Dataset entries:
▽

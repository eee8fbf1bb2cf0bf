use std::sync::Arc;

use trellis_dispatch::Dispatcher;
use trellis_llm::ModelRouter;
use trellis_metrics::MetricsAggregator;
use trellis_store::SessionStore;

/// Shared handles for the HTTP handlers. The same four components also
/// back the platform listener, so both surfaces observe one gateway.
pub struct AppState {
    pub store: Arc<SessionStore>,
    pub router: Arc<ModelRouter>,
    pub metrics: Arc<MetricsAggregator>,
    pub dispatcher: Arc<Dispatcher>,
    /// True when the platform listener was configured at startup.
    pub platform_configured: bool,
}

impl AppState {
    pub fn new(
        store: Arc<SessionStore>,
        router: Arc<ModelRouter>,
        metrics: Arc<MetricsAggregator>,
        dispatcher: Arc<Dispatcher>,
        platform_configured: bool,
    ) -> Self {
        Self {
            store,
            router,
            metrics,
            dispatcher,
            platform_configured,
        }
    }
}
//! HTTP surface tests: real handlers, real dispatcher, mocked backend.

use std::collections::HashMap;
use std::sync::Arc;
use std::time::Duration;

use actix_web::http::{header, StatusCode};
use actix_web::{test, web, App};
use serde_json::Value;
use trellis_dispatch::{DispatchConfig, Dispatcher};
use trellis_llm::{ModelCatalog, ModelDescriptor, ModelRouter, ProviderKind};
use trellis_metrics::MetricsAggregator;
use trellis_server::{app_config, AppState};
use trellis_store::{SessionStore, StoreConfig};
use wiremock::matchers::{method, path};
use wiremock::{Mock, MockServer, ResponseTemplate};

fn descriptor(alias: &str, model_id: &str, server: &MockServer) -> ModelDescriptor {
    ModelDescriptor {
        alias: alias.to_string(),
        provider: ProviderKind::Compatible,
        base_url: server.uri(),
        credential_env: "TEST_TOKEN".to_string(),
        model_id: model_id.to_string(),
    }
}

fn state_with_credentials(
    server: &MockServer,
    credentials: HashMap<String, String>,
    request_timeout: Duration,
) -> AppState {
    let catalog = ModelCatalog::new(
        "model-a",
        vec![
            descriptor("model-a", "backend-model-a", server),
            descriptor("model-b", "backend-model-b", server),
        ],
    );
    let store = Arc::new(SessionStore::new(StoreConfig {
        default_alias: "model-a".to_string(),
        max_turns: 40,
    }));
    let router = Arc::new(ModelRouter::new(catalog, credentials));
    let metrics = Arc::new(MetricsAggregator::new());
    let config = DispatchConfig {
        request_timeout,
        ..Default::default()
    };
    let dispatcher = Arc::new(Dispatcher::new(
        store.clone(),
        router.clone(),
        metrics.clone(),
        config,
    ));
    AppState::new(store, router, metrics, dispatcher, false)
}

fn state_for(server: &MockServer) -> AppState {
    let credentials = HashMap::from([("TEST_TOKEN".to_string(), "secret-token".to_string())]);
    state_with_credentials(server, credentials, Duration::from_secs(5))
}

fn reply_body(content: &str, tokens_in: u64, tokens_out: u64) -> Value {
    serde_json::json!({
        "choices": [{"message": {"role": "assistant", "content": content}}],
        "usage": {"prompt_tokens": tokens_in, "completion_tokens": tokens_out}
    })
}

async fn mount_success(server: &MockServer, content: &str) {
    Mock::given(method("POST"))
        .and(path("/chat/completions"))
        .respond_with(ResponseTemplate::new(200).set_body_json(reply_body(content, 10, 5)))
        .mount(server)
        .await;
}

#[actix_web::test]
async fn chat_returns_reply_and_metrics_count_it() {
    let mock_server = MockServer::start().await;
    mount_success(&mock_server, "Hello from the backend").await;
    let state = state_for(&mock_server);

    let app = test::init_service(
        App::new()
            .app_data(web::Data::new(state))
            .configure(app_config),
    )
    .await;

    let req = test::TestRequest::post()
        .uri("/chat")
        .set_json(serde_json::json!({
            "thread_id": "t-1",
            "message": "hi",
            "user_id": "u-1"
        }))
        .to_request();
    let resp = test::call_service(&app, req).await;
    assert_eq!(resp.status(), StatusCode::OK);

    let body: Value = test::read_body_json(resp).await;
    assert_eq!(body["response"], "Hello from the backend");
    assert_eq!(body["model"], "backend-model-a");
    assert_eq!(body["thread_id"], "t-1");
    assert!(body["timestamp"].is_string());

    let req = test::TestRequest::get().uri("/metrics").to_request();
    let metrics: Value = test::call_and_read_body_json(&app, req).await;
    assert_eq!(metrics["totalRequests"], 1);
    assert_eq!(metrics["failedRequests"], 0);
    assert_eq!(metrics["totalTokensIn"], 10);
    assert_eq!(metrics["uniqueUsers"], 1);
    assert_eq!(metrics["activeConversations"], 1);
    assert_eq!(metrics["perModel"]["model-a"]["requests"], 1);
}

#[actix_web::test]
async fn chat_with_unknown_model_is_a_bad_request() {
    let mock_server = MockServer::start().await;
    let state = state_for(&mock_server);

    let app = test::init_service(
        App::new()
            .app_data(web::Data::new(state))
            .configure(app_config),
    )
    .await;

    let req = test::TestRequest::post()
        .uri("/chat")
        .set_json(serde_json::json!({
            "thread_id": "t-2",
            "message": "hi",
            "model": "nope"
        }))
        .to_request();
    let resp = test::call_service(&app, req).await;
    assert_eq!(resp.status(), StatusCode::BAD_REQUEST);

    let body: Value = test::read_body_json(resp).await;
    assert_eq!(body["error"]["type"], "unknown_model");
    assert!(body["error"]["message"].as_str().unwrap().contains("nope"));
}

#[actix_web::test]
async fn chat_timeout_maps_to_gateway_timeout() {
    let mock_server = MockServer::start().await;
    Mock::given(method("POST"))
        .and(path("/chat/completions"))
        .respond_with(
            ResponseTemplate::new(200)
                .set_body_json(reply_body("too late", 1, 1))
                .set_delay(Duration::from_millis(500)),
        )
        .mount(&mock_server)
        .await;
    let credentials = HashMap::from([("TEST_TOKEN".to_string(), "secret-token".to_string())]);
    let state = state_with_credentials(&mock_server, credentials, Duration::from_millis(100));

    let app = test::init_service(
        App::new()
            .app_data(web::Data::new(state))
            .configure(app_config),
    )
    .await;

    let req = test::TestRequest::post()
        .uri("/chat")
        .set_json(serde_json::json!({"thread_id": "t-3", "message": "hi"}))
        .to_request();
    let resp = test::call_service(&app, req).await;
    assert_eq!(resp.status(), StatusCode::GATEWAY_TIMEOUT);

    let body: Value = test::read_body_json(resp).await;
    assert_eq!(body["error"]["type"], "timeout");
}

#[actix_web::test]
async fn missing_credentials_surface_as_server_error() {
    let mock_server = MockServer::start().await;
    let state = state_with_credentials(&mock_server, HashMap::new(), Duration::from_secs(5));

    let app = test::init_service(
        App::new()
            .app_data(web::Data::new(state))
            .configure(app_config),
    )
    .await;

    let req = test::TestRequest::post()
        .uri("/chat")
        .set_json(serde_json::json!({"thread_id": "t-4", "message": "hi"}))
        .to_request();
    let resp = test::call_service(&app, req).await;
    assert_eq!(resp.status(), StatusCode::INTERNAL_SERVER_ERROR);

    let body: Value = test::read_body_json(resp).await;
    assert_eq!(body["error"]["type"], "missing_credential");
}

#[actix_web::test]
async fn models_lists_catalog_and_default() {
    let mock_server = MockServer::start().await;
    let state = state_for(&mock_server);

    let app = test::init_service(
        App::new()
            .app_data(web::Data::new(state))
            .configure(app_config),
    )
    .await;

    let req = test::TestRequest::get().uri("/models").to_request();
    let body: Value = test::call_and_read_body_json(&app, req).await;
    assert_eq!(body["default"], "model-a");
    assert_eq!(body["models"]["model-a"], "backend-model-a");
    assert_eq!(body["models"]["model-b"], "backend-model-b");
}

#[actix_web::test]
async fn clear_reports_cleared_then_not_found() {
    let mock_server = MockServer::start().await;
    mount_success(&mock_server, "ok").await;
    let state = state_for(&mock_server);

    let app = test::init_service(
        App::new()
            .app_data(web::Data::new(state))
            .configure(app_config),
    )
    .await;

    let req = test::TestRequest::post()
        .uri("/chat")
        .set_json(serde_json::json!({"thread_id": "t-5", "message": "hi"}))
        .to_request();
    let resp = test::call_service(&app, req).await;
    assert_eq!(resp.status(), StatusCode::OK);

    let req = test::TestRequest::post().uri("/clear/t-5").to_request();
    let body: Value = test::call_and_read_body_json(&app, req).await;
    assert_eq!(body["status"], "cleared");
    assert_eq!(body["thread_id"], "t-5");

    let req = test::TestRequest::post().uri("/clear/absent").to_request();
    let body: Value = test::call_and_read_body_json(&app, req).await;
    assert_eq!(body["status"], "not_found");
}

#[actix_web::test]
async fn health_reports_status_and_configuration() {
    let mock_server = MockServer::start().await;
    let state = state_for(&mock_server);

    let app = test::init_service(
        App::new()
            .app_data(web::Data::new(state))
            .configure(app_config),
    )
    .await;

    let req = test::TestRequest::get().uri("/health").to_request();
    let body: Value = test::call_and_read_body_json(&app, req).await;
    assert_eq!(body["status"], "healthy");
    assert_eq!(body["backend_configured"], true);
    assert_eq!(body["platform_configured"], false);
    assert_eq!(body["active_conversations"], 0);
    assert_eq!(body["requests"], 0);
    assert_eq!(body["users"], 0);
    assert!(body["uptime_seconds"].as_i64().unwrap() >= 0);
}

#[actix_web::test]
async fn dashboard_renders_without_placeholders() {
    let mock_server = MockServer::start().await;
    mount_success(&mock_server, "ok").await;
    let state = state_for(&mock_server);

    let app = test::init_service(
        App::new()
            .app_data(web::Data::new(state))
            .configure(app_config),
    )
    .await;

    let req = test::TestRequest::post()
        .uri("/chat")
        .set_json(serde_json::json!({"thread_id": "t-6", "message": "hi"}))
        .to_request();
    let resp = test::call_service(&app, req).await;
    assert_eq!(resp.status(), StatusCode::OK);

    let req = test::TestRequest::get().uri("/").to_request();
    let resp = test::call_service(&app, req).await;
    assert_eq!(resp.status(), StatusCode::OK);
    let content_type = resp
        .headers()
        .get(header::CONTENT_TYPE)
        .unwrap()
        .to_str()
        .unwrap();
    assert!(content_type.starts_with("text/html"));

    let html = String::from_utf8(test::read_body(resp).await.to_vec()).unwrap();
    assert!(html.contains("Trellis"));
    assert!(html.contains("model-a"));
    assert!(!html.contains("{{"), "unfilled placeholder in dashboard");
}

#[actix_web::test]
async fn metrics_reset_zeroes_counters() {
    let mock_server = MockServer::start().await;
    mount_success(&mock_server, "ok").await;
    let state = state_for(&mock_server);

    let app = test::init_service(
        App::new()
            .app_data(web::Data::new(state))
            .configure(app_config),
    )
    .await;

    let req = test::TestRequest::post()
        .uri("/chat")
        .set_json(serde_json::json!({"thread_id": "t-7", "message": "hi"}))
        .to_request();
    let resp = test::call_service(&app, req).await;
    assert_eq!(resp.status(), StatusCode::OK);

    let req = test::TestRequest::get().uri("/metrics").to_request();
    let metrics: Value = test::call_and_read_body_json(&app, req).await;
    assert_eq!(metrics["totalRequests"], 1);

    let req = test::TestRequest::post().uri("/metrics/reset").to_request();
    let body: Value = test::call_and_read_body_json(&app, req).await;
    assert_eq!(body["status"], "reset");

    let req = test::TestRequest::get().uri("/metrics").to_request();
    let metrics: Value = test::call_and_read_body_json(&app, req).await;
    assert_eq!(metrics["totalRequests"], 0);
    // Conversations survive a metrics reset.
    assert_eq!(metrics["activeConversations"], 1);
}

△

Prompt:
Report every line of the data in which "unwrap" appears.

Result of this exercise:
    assert!(body["error"]["message"].as_str().unwrap().contains("nope"));
    assert!(body["uptime_seconds"].as_i64().unwrap() >= 0);
        .unwrap()
        .unwrap();
    let html = String::from_utf8(test::read_body(resp).await.to_vec()).unwrap();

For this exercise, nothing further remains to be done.